Pyxis Oncology Announces Positive Preliminary Phase 1 Data for Micvotabart Pelidotin (MICVO) in Recurrent/Metastatic Head and Neck Squamous Cell Carcinoma

  • 46% confirmed objective response rate (ORR) and 92% disease control rate (DCR) observed with MICVO as monotherapy in 2L+ R/M HNSCC at 5.4 mg/kg

  • 71% confirmed ORR and 100% DCR observed with MICVO in combination with KEYTRUDA® (pembrolizumab) in 1L/2L+ R/M HNSCC at 3.6 mg/kg and 4.4 mg/kg

  • Updated data from ongoing Phase 1 monotherapy study in 2L+ R/M HNSCC expected mid-2026; updated data from ongoing Phase 1/2 study evaluating MICVO in combination with KEYTRUDA®, including in 1L/2L+ R/M HNSCC and other tumor types, expected 2H26

  • Company to host webcast and conference call today at 8:30 a.m. ET

BOSTON, Dec. 18, 2025 (GLOBE NEWSWIRE) -- Pyxis Oncology, Inc. (Nasdaq: PYXS), a clinical-stage company developing next-generation therapeutics for difficult-to-treat cancers, today announced positive preliminary data from its ongoing Phase 1 clinical studies evaluating micvotabart pelidotin (MICVO), a first-in-concept antibody-drug conjugate (ADC) targeting extradomain-B of fibronectin (EDB+FN), a non-cellular structural component of the tumor extracellular matrix (ECM), in patients with recurrent/metastatic head and neck squamous cell carcinoma (R/M HNSCC). The update includes preliminary data from both the Phase 1 monotherapy study in 2L+ R/M HNSCC and the Phase 1/2 study evaluating MICVO in combination with Merck’s (known as MSD outside of the US and Canada) anti-PD-1 therapy, pembrolizumab, in 1L/2L+ R/M HNSCC.

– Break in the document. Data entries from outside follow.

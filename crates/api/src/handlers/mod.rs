//! Request handlers.
//!
//! Every handler checks out one pooled connection, runs exactly one
//! repository call on it, and maps the outcome. The connection guard drops
//! (returning the connection to the pool) when the handler returns, on both
//! the success and the `?` error paths.

pub mod account;
pub mod character;
pub mod inventory;
pub mod item;
pub mod server;
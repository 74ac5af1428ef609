/// Domain error taxonomy shared by every handler.
///
/// Store failures reported by the driver are classified into these kinds at
/// the HTTP boundary; handlers raise `NotFound` and `Validation` directly.
#[derive(Debug, thiserror::Error)]
pub enum CoreError {
    #[error("{entity} {key} not found")]
    NotFound { entity: &'static str, key: String },

    #[error("Validation failed: {0}")]
    Validation(String),

    #[error("Constraint violation: {0}")]
    ConstraintViolation(String),

    #[error("Store unavailable: {0}")]
    Unavailable(String),

    #[error("Store error: {0}")]
    Store(String),
}

impl CoreError {
    /// Shorthand for a missing row identified by a displayable key.
    pub fn not_found(entity: &'static str, key: impl std::fmt::Display) -> Self {
        CoreError::NotFound {
            entity,
            key: key.to_string(),
        }
    }
}

#[cfg(test)]
mod tests {
    use assert_matches::assert_matches;

    use super::*;

    #[test]
    fn not_found_formats_entity_and_key() {
        let err = CoreError::not_found("Account", "a@b.com");
        assert_matches!(&err, CoreError::NotFound { entity: "Account", key } if key == "a@b.com");
        assert_eq!(err.to_string(), "Account a@b.com not found");
    }

    #[test]
    fn not_found_accepts_numeric_keys() {
        let err = CoreError::not_found("Server", 42);
        assert_eq!(err.to_string(), "Server 42 not found");
    }
}
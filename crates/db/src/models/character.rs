//! Character entity model and DTOs.

use realmkeep_core::types::DbId;
use serde::{Deserialize, Serialize};
use sqlx::FromRow;

use crate::models::inventory::{Equipment, ItemStack};

/// A row from the `character` table.
#[derive(Debug, Clone, FromRow, Serialize)]
pub struct Character {
    pub server_id: DbId,
    pub name: String,
    pub account_email: String,
    pub inventory: Vec<ItemStack>,
    /// Secondary stack array. Created empty and not writable through the API.
    pub vault: Vec<ItemStack>,
    pub equipment: Equipment,
    pub experience: i64,
}

/// Full character identity: composite key plus owning account.
///
/// Body of `POST /character/new` and `DELETE /character/delete`.
#[derive(Debug, Clone, Deserialize)]
pub struct CharacterIdentity {
    #[serde(deserialize_with = "crate::models::id::deserialize_id")]
    pub server_id: DbId,
    pub name: String,
    pub account_email: String,
}

/// Composite primary key of a character.
#[derive(Debug, Clone, Deserialize)]
pub struct CharacterKey {
    #[serde(deserialize_with = "crate::models::id::deserialize_id")]
    pub server_id: DbId,
    pub name: String,
}
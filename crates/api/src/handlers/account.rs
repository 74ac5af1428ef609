//! Handlers for the `/account` resource.

use axum::extract::State;
use axum::http::StatusCode;
use axum::Json;
use realmkeep_core::error::CoreError;
use realmkeep_db::models::account::{AccountKey, CreateAccount, LoginRequest, SetAccountStatus};
use realmkeep_db::models::character::Character;
use realmkeep_db::repositories::AccountRepo;

use crate::error::{AppError, AppResult};
use crate::extract::AppJson;
use crate::response::{created, success};
use crate::state::AppState;

/// POST /account/new
///
/// A second account with the same email fails with `409 CONSTRAINT_VIOLATION`.
pub async fn create(
    State(state): State<AppState>,
    AppJson(input): AppJson<CreateAccount>,
) -> AppResult<(StatusCode, Json<&'static str>)> {
    let mut conn = state.pool.acquire().await?;
    AccountRepo::create(&mut conn, &input).await?;
    tracing::info!(email = %input.email, "Account created");
    Ok(created())
}

/// GET /account/login
///
/// INSECURE, demo only: compares the submitted password with the stored
/// plaintext column. Answers `true` iff a row matches both fields and
/// `false` otherwise, including for unknown emails.
pub async fn login(
    State(state): State<AppState>,
    AppJson(input): AppJson<LoginRequest>,
) -> AppResult<Json<bool>> {
    let mut conn = state.pool.acquire().await?;
    let matched = AccountRepo::credentials_match(&mut conn, &input.email, &input.password).await?;
    Ok(Json(matched))
}

/// GET /account/status
///
/// Returns the status string, or `null` if the column is unset. An unknown
/// email is `404 NOT_FOUND`.
pub async fn get_status(
    State(state): State<AppState>,
    AppJson(input): AppJson<AccountKey>,
) -> AppResult<Json<Option<String>>> {
    let mut conn = state.pool.acquire().await?;
    let status = AccountRepo::find_status(&mut conn, &input.email)
        .await?
        .ok_or_else(|| AppError::Core(CoreError::not_found("Account", &input.email)))?;
    Ok(Json(status))
}

/// POST /account/status
///
/// Succeeds even when no account matched.
pub async fn set_status(
    State(state): State<AppState>,
    AppJson(input): AppJson<SetAccountStatus>,
) -> AppResult<Json<&'static str>> {
    let mut conn = state.pool.acquire().await?;
    let rows_affected =
        AccountRepo::set_status(&mut conn, &input.email, input.status.as_deref()).await?;
    tracing::debug!(email = %input.email, rows_affected, "Account status updated");
    Ok(success())
}

/// GET /account/characters
pub async fn list_characters(
    State(state): State<AppState>,
    AppJson(input): AppJson<AccountKey>,
) -> AppResult<Json<Vec<Character>>> {
    let mut conn = state.pool.acquire().await?;
    let characters = AccountRepo::list_characters(&mut conn, &input.email).await?;
    Ok(Json(characters))
}
//! HTTP-level integration tests for the `/server` routes.

mod common;

use axum::http::StatusCode;
use common::{expect_status, get_json, post_json, seed_server, SUCCESS};
use serde_json::json;
use sqlx::PgPool;

#[sqlx::test(migrations = "../db/migrations")]
async fn get_status_returns_scalar(pool: PgPool) {
    seed_server(&pool, 1, "Ashfall", Some("online")).await;

    let app = common::build_test_app(pool);
    let response = get_json(app, "/server/status", json!({"id": 1})).await;
    let json = expect_status(response, StatusCode::OK).await;
    assert_eq!(json, "online");
}

#[sqlx::test(migrations = "../db/migrations")]
async fn status_round_trip(pool: PgPool) {
    seed_server(&pool, 7, "Ashfall", Some("online")).await;

    let app = common::build_test_app(pool.clone());
    let response = post_json(
        app,
        "/server/status",
        json!({"id": 7, "status": "maintenance"}),
    )
    .await;
    let json = expect_status(response, StatusCode::OK).await;
    assert_eq!(json, SUCCESS);

    let app = common::build_test_app(pool);
    let response = get_json(app, "/server/status", json!({"id": 7})).await;
    let json = expect_status(response, StatusCode::OK).await;
    assert_eq!(json, "maintenance");
}

#[sqlx::test(migrations = "../db/migrations")]
async fn unknown_server_status_is_404(pool: PgPool) {
    let app = common::build_test_app(pool);
    let response = get_json(app, "/server/status", json!({"id": 999})).await;

    let json = expect_status(response, StatusCode::NOT_FOUND).await;
    assert_eq!(json["code"], "NOT_FOUND");
    assert_eq!(json["error"], "Server 999 not found");
}

#[sqlx::test(migrations = "../db/migrations")]
async fn characters_on_empty_server_is_empty(pool: PgPool) {
    seed_server(&pool, 3, "Quiet", None).await;

    let app = common::build_test_app(pool);
    let response = get_json(app, "/server/characters", json!({"id": 3})).await;
    let json = expect_status(response, StatusCode::OK).await;
    assert_eq!(json, json!([]));
}

#[sqlx::test(migrations = "../db/migrations")]
async fn numeric_string_id_is_accepted(pool: PgPool) {
    seed_server(&pool, 4, "Ashfall", Some("online")).await;

    let app = common::build_test_app(pool);
    let response = get_json(app, "/server/status", json!({"id": "4"})).await;
    let json = expect_status(response, StatusCode::OK).await;
    assert_eq!(json, "online");
}
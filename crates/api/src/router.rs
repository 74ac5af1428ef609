//! Shared application router builder.
//!
//! Provides [`build_app_router`] so both the production binary (`main.rs`)
//! and integration tests (`tests/common/mod.rs`) use the exact same middleware
//! stack.

use std::time::Duration;

use axum::http::header::CONTENT_TYPE;
use axum::http::{HeaderName, Method, StatusCode};
use axum::Router;
use tower_http::catch_panic::CatchPanicLayer;
use tower_http::cors::CorsLayer;
use tower_http::request_id::{MakeRequestUuid, PropagateRequestIdLayer, SetRequestIdLayer};
use tower_http::timeout::TimeoutLayer;
use tower_http::trace::{DefaultMakeSpan, DefaultOnResponse, TraceLayer};
use tracing::Level;

use crate::config::ServerConfig;
use crate::error::panic_response;
use crate::routes;
use crate::state::AppState;

/// Build the full application [`Router`] with all middleware layers.
///
/// The middleware stack is applied bottom-up:
///
/// 1. CORS
/// 2. Set request ID on incoming requests
/// 3. Structured request/response tracing
/// 4. Propagate request ID to response
/// 5. Request timeout (bare `408`, no body)
/// 6. Panic recovery (`500 INTERNAL_ERROR` in the standard error shape)
pub fn build_app_router(state: AppState, config: &ServerConfig) -> Router {
    let cors = build_cors_layer(config);
    let request_id_header = HeaderName::from_static("x-request-id");

    Router::new()
        .merge(routes::health::router())
        // Game routes live at the root, e.g. `/account/new`.
        .merge(routes::api_routes())
        // -- Middleware stack (applied bottom-up) --
        .layer(CatchPanicLayer::custom(panic_response))
        .layer(TimeoutLayer::with_status_code(
            StatusCode::REQUEST_TIMEOUT,
            Duration::from_secs(config.request_timeout_secs),
        ))
        .layer(PropagateRequestIdLayer::new(request_id_header.clone()))
        .layer(
            TraceLayer::new_for_http()
                .make_span_with(DefaultMakeSpan::new().level(Level::INFO))
                .on_response(DefaultOnResponse::new().level(Level::INFO)),
        )
        .layer(SetRequestIdLayer::new(request_id_header, MakeRequestUuid))
        .layer(cors)
        .with_state(state)
}

/// Build the CORS middleware layer from server configuration.
///
/// Panics at startup if any configured origin is invalid.
pub fn build_cors_layer(config: &ServerConfig) -> CorsLayer {
    let origins: Vec<_> = config
        .cors_origins
        .iter()
        .map(|o| {
            o.parse()
                .unwrap_or_else(|e| panic!("Invalid CORS origin '{o}': {e}"))
        })
        .collect();

    CorsLayer::new()
        .allow_origin(origins)
        .allow_methods([Method::GET, Method::POST, Method::DELETE])
        .allow_headers([CONTENT_TYPE])
        .max_age(Duration::from_secs(3600))
}
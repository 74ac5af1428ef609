//! Composite column types stored on a character: item stacks and equipment.

use realmkeep_core::types::DbId;
use serde::{Deserialize, Serialize};
use sqlx::FromRow;

/// One inventory slot, stored as the `item_stack_type` composite.
///
/// The derive also provides the `_item_stack_type` array mapping used by the
/// `inventory` and `vault` columns.
///
/// Accepts either `{"item_id": 7, "quantity": 3}` or the tuple form `[7, 3]`
/// on input; always serializes as an object.
#[derive(Debug, Clone, Copy, PartialEq, Eq, Serialize, Deserialize, FromRow, sqlx::Type)]
#[serde(from = "ItemStackRepr")]
#[sqlx(type_name = "item_stack_type")]
pub struct ItemStack {
    pub item_id: DbId,
    pub quantity: i32,
}

#[derive(Deserialize)]
#[serde(untagged)]
enum ItemStackRepr {
    Object { item_id: DbId, quantity: i32 },
    Pair(DbId, i32),
}

impl From<ItemStackRepr> for ItemStack {
    fn from(repr: ItemStackRepr) -> Self {
        let (item_id, quantity) = match repr {
            ItemStackRepr::Object { item_id, quantity } => (item_id, quantity),
            ItemStackRepr::Pair(item_id, quantity) => (item_id, quantity),
        };
        ItemStack { item_id, quantity }
    }
}

/// Eight nullable item references, stored as the `equipment_type` composite.
///
/// `Default` is the all-empty loadout every new character starts with.
#[derive(Debug, Clone, Copy, Default, PartialEq, Eq, Serialize, Deserialize, sqlx::Type)]
#[sqlx(type_name = "equipment_type")]
pub struct Equipment {
    pub head: Option<DbId>,
    pub chest: Option<DbId>,
    pub legs: Option<DbId>,
    pub feet: Option<DbId>,
    pub hands: Option<DbId>,
    pub main_hand: Option<DbId>,
    pub off_hand: Option<DbId>,
    pub accessory: Option<DbId>,
}

/// Body of `POST /inventory/all`. Replaces the whole inventory array.
#[derive(Debug, Clone, Deserialize)]
pub struct SetInventory {
    #[serde(deserialize_with = "crate::models::id::deserialize_id")]
    pub server_id: DbId,
    pub name: String,
    pub inventory: Vec<ItemStack>,
}

#[cfg(test)]
mod tests {
    use super::*;

    #[test]
    fn stack_has_derived_array_mapping() {
        fn has_array_type<T: sqlx::postgres::PgHasArrayType>() {}
        has_array_type::<ItemStack>();
        has_array_type::<Equipment>();
    }

    #[test]
    fn stack_parses_object_form() {
        let stack: ItemStack =
            serde_json::from_value(serde_json::json!({"item_id": 7, "quantity": 3})).unwrap();
        assert_eq!(stack, ItemStack { item_id: 7, quantity: 3 });
    }

    #[test]
    fn stack_parses_tuple_form() {
        let stack: ItemStack = serde_json::from_value(serde_json::json!([12, 1])).unwrap();
        assert_eq!(stack, ItemStack { item_id: 12, quantity: 1 });
    }

    #[test]
    fn stack_rejects_incomplete_input() {
        assert!(serde_json::from_value::<ItemStack>(serde_json::json!([12])).is_err());
        assert!(serde_json::from_value::<ItemStack>(serde_json::json!({"item_id": 1})).is_err());
        assert!(serde_json::from_value::<ItemStack>(serde_json::json!("1,2")).is_err());
    }

    #[test]
    fn stack_serializes_as_object() {
        let json = serde_json::to_value(ItemStack { item_id: 4, quantity: 2 }).unwrap();
        assert_eq!(json, serde_json::json!({"item_id": 4, "quantity": 2}));
    }

    #[test]
    fn set_inventory_accepts_mixed_stack_forms() {
        let body: SetInventory = serde_json::from_value(serde_json::json!({
            "server_id": 1,
            "name": "Aria",
            "inventory": [[1, 1], {"item_id": 2, "quantity": 5}],
        }))
        .unwrap();
        assert_eq!(
            body.inventory,
            vec![
                ItemStack { item_id: 1, quantity: 1 },
                ItemStack { item_id: 2, quantity: 5 },
            ]
        );
    }

    #[test]
    fn default_equipment_has_eight_empty_slots() {
        let json = serde_json::to_value(Equipment::default()).unwrap();
        let slots = json.as_object().unwrap();
        assert_eq!(slots.len(), 8);
        assert!(slots.values().all(serde_json::Value::is_null));
    }
}
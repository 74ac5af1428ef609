use std::net::SocketAddr;
use std::sync::Arc;
use std::time::Duration;

use tracing_subscriber::{layer::SubscriberExt, util::SubscriberInitExt};

use realmkeep_api::config::ServerConfig;
use realmkeep_api::router::build_app_router;
use realmkeep_api::state::AppState;

#[tokio::main]
async fn main() {
    dotenvy::dotenv().ok();

    // --- Tracing ---
    tracing_subscriber::registry()
        .with(
            tracing_subscriber::EnvFilter::try_from_default_env().unwrap_or_else(|_| {
                "realmkeep_api=debug,realmkeep_db=debug,tower_http=debug".into()
            }),
        )
        .with(tracing_subscriber::fmt::layer())
        .init();

    // --- Configuration ---
    let config = ServerConfig::from_env();
    tracing::info!(host = %config.host, port = %config.port, "Loaded server configuration");
    tracing::debug!(db = ?config.db, "Loaded database configuration");

    // --- Database ---
    let pool = realmkeep_db::create_pool(&config.db)
        .await
        .expect("Failed to connect to database");
    tracing::info!(
        max_connections = config.db.max_connections,
        "Database connection pool created"
    );

    realmkeep_db::health_check(&pool)
        .await
        .expect("Database health check failed");
    tracing::info!("Database health check passed");

    // --- App state ---
    let state = AppState {
        pool: pool.clone(),
        config: Arc::new(config.clone()),
    };

    // --- Router ---
    let app = build_app_router(state, &config);

    // --- Start server ---
    let addr = SocketAddr::new(
        config.host.parse().expect("Invalid HOST address"),
        config.port,
    );
    tracing::info!(%addr, "Starting server");

    let listener = tokio::net::TcpListener::bind(addr)
        .await
        .expect("Failed to bind to address");

    axum::serve(listener, app)
        .with_graceful_shutdown(shutdown_signal())
        .await
        .expect("Server error");

    // --- Post-shutdown cleanup ---
    tracing::info!("Server stopped accepting connections, closing database pool");

    let close_timeout = Duration::from_secs(config.shutdown_timeout_secs);
    if tokio::time::timeout(close_timeout, realmkeep_db::close_pool(&pool))
        .await
        .is_err()
    {
        tracing::warn!(
            timeout_secs = config.shutdown_timeout_secs,
            "Timed out waiting for pooled connections to close"
        );
    }

    tracing::info!("Graceful shutdown complete");
}

/// Wait for a termination signal to initiate graceful shutdown.
///
/// Handles both SIGINT (Ctrl-C) and SIGTERM (on Unix).
async fn shutdown_signal() {
    let ctrl_c = async {
        tokio::signal::ctrl_c()
            .await
            .expect("Failed to install Ctrl-C handler");
    };

    #[cfg(unix)]
    let terminate = async {
        tokio::signal::unix::signal(tokio::signal::unix::SignalKind::terminate())
            .expect("Failed to install SIGTERM handler")
            .recv()
            .await;
    };

    #[cfg(not(unix))]
    let terminate = std::future::pending::<()>();

    tokio::select! {
        () = ctrl_c => {
            tracing::info!("Received SIGINT (Ctrl-C), starting graceful shutdown");
        }
        () = terminate => {
            tracing::info!("Received SIGTERM, starting graceful shutdown");
        }
    }
}
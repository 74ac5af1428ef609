//! Route definitions for `/account`.

use axum::routing::{get, post};
use axum::Router;

use crate::handlers::account;
use crate::state::AppState;

/// Routes mounted at `/account`.
pub fn router() -> Router<AppState> {
    Router::new()
        .route("/new", post(account::create))
        .route("/login", get(account::login))
        .route("/status", get(account::get_status).post(account::set_status))
        .route("/characters", get(account::list_characters))
}
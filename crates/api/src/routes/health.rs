//! `GET /health`: process liveness plus a database round-trip.

use axum::extract::State;
use axum::routing::get;
use axum::{Json, Router};
use serde::Serialize;

use crate::state::AppState;

#[derive(Serialize)]
pub struct HealthResponse {
    /// `"ok"` when the pool answered `SELECT 1`, otherwise `"degraded"`.
    pub status: &'static str,
    pub version: &'static str,
    pub db_healthy: bool,
}

/// GET /health
///
/// Answers 200 even when the database is unreachable; `db_healthy` carries
/// the result.
async fn report(State(state): State<AppState>) -> Json<HealthResponse> {
    let db_healthy = match realmkeep_db::health_check(&state.pool).await {
        Ok(()) => true,
        Err(err) => {
            tracing::warn!(error = %err, "Health check could not reach the database");
            false
        }
    };

    Json(HealthResponse {
        status: if db_healthy { "ok" } else { "degraded" },
        version: env!("CARGO_PKG_VERSION"),
        db_healthy,
    })
}

pub fn router() -> Router<AppState> {
    Router::new().route("/health", get(report))
}
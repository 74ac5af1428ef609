//! Handlers for the `/character` resource.

use axum::extract::State;
use axum::http::StatusCode;
use axum::Json;
use realmkeep_db::models::character::CharacterIdentity;
use realmkeep_db::repositories::CharacterRepo;

use crate::error::AppResult;
use crate::extract::AppJson;
use crate::response::{created, success};
use crate::state::AppState;

/// POST /character/new
///
/// Starts the character with empty stacks, an empty loadout, and zero
/// experience. Unknown account or server is a `409 CONSTRAINT_VIOLATION`.
pub async fn create(
    State(state): State<AppState>,
    AppJson(input): AppJson<CharacterIdentity>,
) -> AppResult<(StatusCode, Json<&'static str>)> {
    let mut conn = state.pool.acquire().await?;
    CharacterRepo::create(&mut conn, &input).await?;
    tracing::info!(
        server_id = input.server_id,
        name = %input.name,
        account_email = %input.account_email,
        "Character created",
    );
    Ok(created())
}

/// DELETE /character/delete
///
/// Only deletes when the account email also matches. A miss still reports
/// success.
pub async fn delete(
    State(state): State<AppState>,
    AppJson(input): AppJson<CharacterIdentity>,
) -> AppResult<Json<&'static str>> {
    let mut conn = state.pool.acquire().await?;
    let rows_affected = CharacterRepo::delete(&mut conn, &input).await?;
    tracing::info!(
        server_id = input.server_id,
        name = %input.name,
        rows_affected,
        "Character delete requested",
    );
    Ok(success())
}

“The preliminary data for MICVO as monotherapy and in combination with pembrolizumab add to the growing body of evidence supporting MICVO’s therapeutic potential and highlight its agility as a novel potential treatment option across the recurrent/metastatic head and neck squamous cell carcinoma landscape,” said Lara S. Sullivan, M.D., President, Chief Executive Officer and Chief Medical Officer of Pyxis Oncology. “The emerging response rates and disease control observed across these studies are highly encouraging, and the lack of early disease progression supports confidence in the durability profile as we advance MICVO in clinical development. We look forward to sharing mature data from the ongoing trials next year.”

“The current paradigm for treatment of recurrent/metastatic head and neck squamous cell carcinoma offers limited options and therapeutic mechanisms for our patients, so we are particularly pleased to observe a novel mechanism providing emerging evidence of such compelling benefit-risk profile,” said Glenn J. Hanna, M.D., Director, Center for Cancer Therapeutic Innovation and Center for Salivary and Rare Head and Neck Cancers at Dana-Farber Cancer Institute, and Associate Professor of Medicine, Harvard Medical School. “As we look ahead to where the treatment landscape may include next-generation EGFR combination therapies as first-line options for select patients, many will still lack effective treatments, particularly in later lines – which remains a significant unmet clinical need. MICVO monotherapy presents an intriguing potential option for these later-line patients, while the initial data in combination with pembrolizumab also shows promising potential synergies in first-line patients.”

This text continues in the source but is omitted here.